> Assignment:
Your answer should be the lines of the material that include the word "PRIMARY".
---
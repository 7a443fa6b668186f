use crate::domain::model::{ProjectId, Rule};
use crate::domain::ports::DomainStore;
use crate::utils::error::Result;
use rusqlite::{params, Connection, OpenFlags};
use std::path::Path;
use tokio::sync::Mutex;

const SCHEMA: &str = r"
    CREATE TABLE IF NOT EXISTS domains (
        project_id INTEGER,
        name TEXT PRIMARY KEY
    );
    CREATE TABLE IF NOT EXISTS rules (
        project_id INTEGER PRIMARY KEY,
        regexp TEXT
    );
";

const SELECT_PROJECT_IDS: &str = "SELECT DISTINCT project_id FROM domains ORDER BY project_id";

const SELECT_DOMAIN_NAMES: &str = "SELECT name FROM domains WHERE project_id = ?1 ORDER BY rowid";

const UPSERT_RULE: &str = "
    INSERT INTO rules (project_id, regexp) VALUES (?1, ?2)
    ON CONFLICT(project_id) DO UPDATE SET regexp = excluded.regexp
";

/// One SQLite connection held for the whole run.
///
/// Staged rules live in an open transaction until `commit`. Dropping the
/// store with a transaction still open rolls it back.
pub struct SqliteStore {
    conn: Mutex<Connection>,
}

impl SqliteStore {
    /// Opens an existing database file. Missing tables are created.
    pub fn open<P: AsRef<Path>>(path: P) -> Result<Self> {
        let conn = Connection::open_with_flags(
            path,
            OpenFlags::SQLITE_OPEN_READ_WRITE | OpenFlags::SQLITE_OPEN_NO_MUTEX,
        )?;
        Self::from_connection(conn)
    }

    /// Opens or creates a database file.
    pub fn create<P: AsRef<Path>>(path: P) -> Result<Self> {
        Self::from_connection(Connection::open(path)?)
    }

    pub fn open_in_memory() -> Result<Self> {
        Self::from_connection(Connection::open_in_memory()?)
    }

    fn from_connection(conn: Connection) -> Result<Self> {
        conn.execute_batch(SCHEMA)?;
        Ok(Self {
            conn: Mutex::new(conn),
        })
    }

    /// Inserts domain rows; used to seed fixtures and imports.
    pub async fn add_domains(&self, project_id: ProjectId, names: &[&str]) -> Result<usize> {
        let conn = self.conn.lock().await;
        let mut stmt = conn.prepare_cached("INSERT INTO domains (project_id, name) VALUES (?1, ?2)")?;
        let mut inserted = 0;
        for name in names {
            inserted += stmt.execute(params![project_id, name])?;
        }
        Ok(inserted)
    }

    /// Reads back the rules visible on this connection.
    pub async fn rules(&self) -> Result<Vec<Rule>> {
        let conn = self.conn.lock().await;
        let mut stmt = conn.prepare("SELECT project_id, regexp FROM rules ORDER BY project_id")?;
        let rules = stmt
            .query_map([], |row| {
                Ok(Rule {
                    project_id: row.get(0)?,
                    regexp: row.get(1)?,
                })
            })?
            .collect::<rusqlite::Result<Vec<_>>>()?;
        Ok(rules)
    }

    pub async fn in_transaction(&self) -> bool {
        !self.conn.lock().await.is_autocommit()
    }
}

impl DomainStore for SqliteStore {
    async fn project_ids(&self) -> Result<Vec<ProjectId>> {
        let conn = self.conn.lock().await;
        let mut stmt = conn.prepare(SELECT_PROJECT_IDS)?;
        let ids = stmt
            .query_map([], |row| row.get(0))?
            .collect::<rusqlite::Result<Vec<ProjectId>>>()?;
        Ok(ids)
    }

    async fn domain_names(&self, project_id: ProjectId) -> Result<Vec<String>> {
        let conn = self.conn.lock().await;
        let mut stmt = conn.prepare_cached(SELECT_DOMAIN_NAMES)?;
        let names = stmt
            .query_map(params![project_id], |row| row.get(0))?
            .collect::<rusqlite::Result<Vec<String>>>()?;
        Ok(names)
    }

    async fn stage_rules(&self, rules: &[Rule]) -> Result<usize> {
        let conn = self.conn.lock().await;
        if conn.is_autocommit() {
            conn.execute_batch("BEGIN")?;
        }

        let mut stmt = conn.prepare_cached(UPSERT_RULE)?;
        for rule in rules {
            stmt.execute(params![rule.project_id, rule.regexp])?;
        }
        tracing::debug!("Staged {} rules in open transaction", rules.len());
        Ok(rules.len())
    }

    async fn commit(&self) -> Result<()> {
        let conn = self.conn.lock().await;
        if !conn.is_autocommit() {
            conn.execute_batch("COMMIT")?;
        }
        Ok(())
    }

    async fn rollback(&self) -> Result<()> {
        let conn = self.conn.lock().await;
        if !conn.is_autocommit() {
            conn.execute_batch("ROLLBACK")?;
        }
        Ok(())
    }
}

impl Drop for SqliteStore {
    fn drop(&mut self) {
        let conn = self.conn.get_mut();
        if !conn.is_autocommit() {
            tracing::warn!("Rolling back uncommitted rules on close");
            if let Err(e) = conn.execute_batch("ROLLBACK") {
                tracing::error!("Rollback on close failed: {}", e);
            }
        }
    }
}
---
> Result of this exercise:
        name TEXT PRIMARY KEY
        project_id INTEGER PRIMARY KEY,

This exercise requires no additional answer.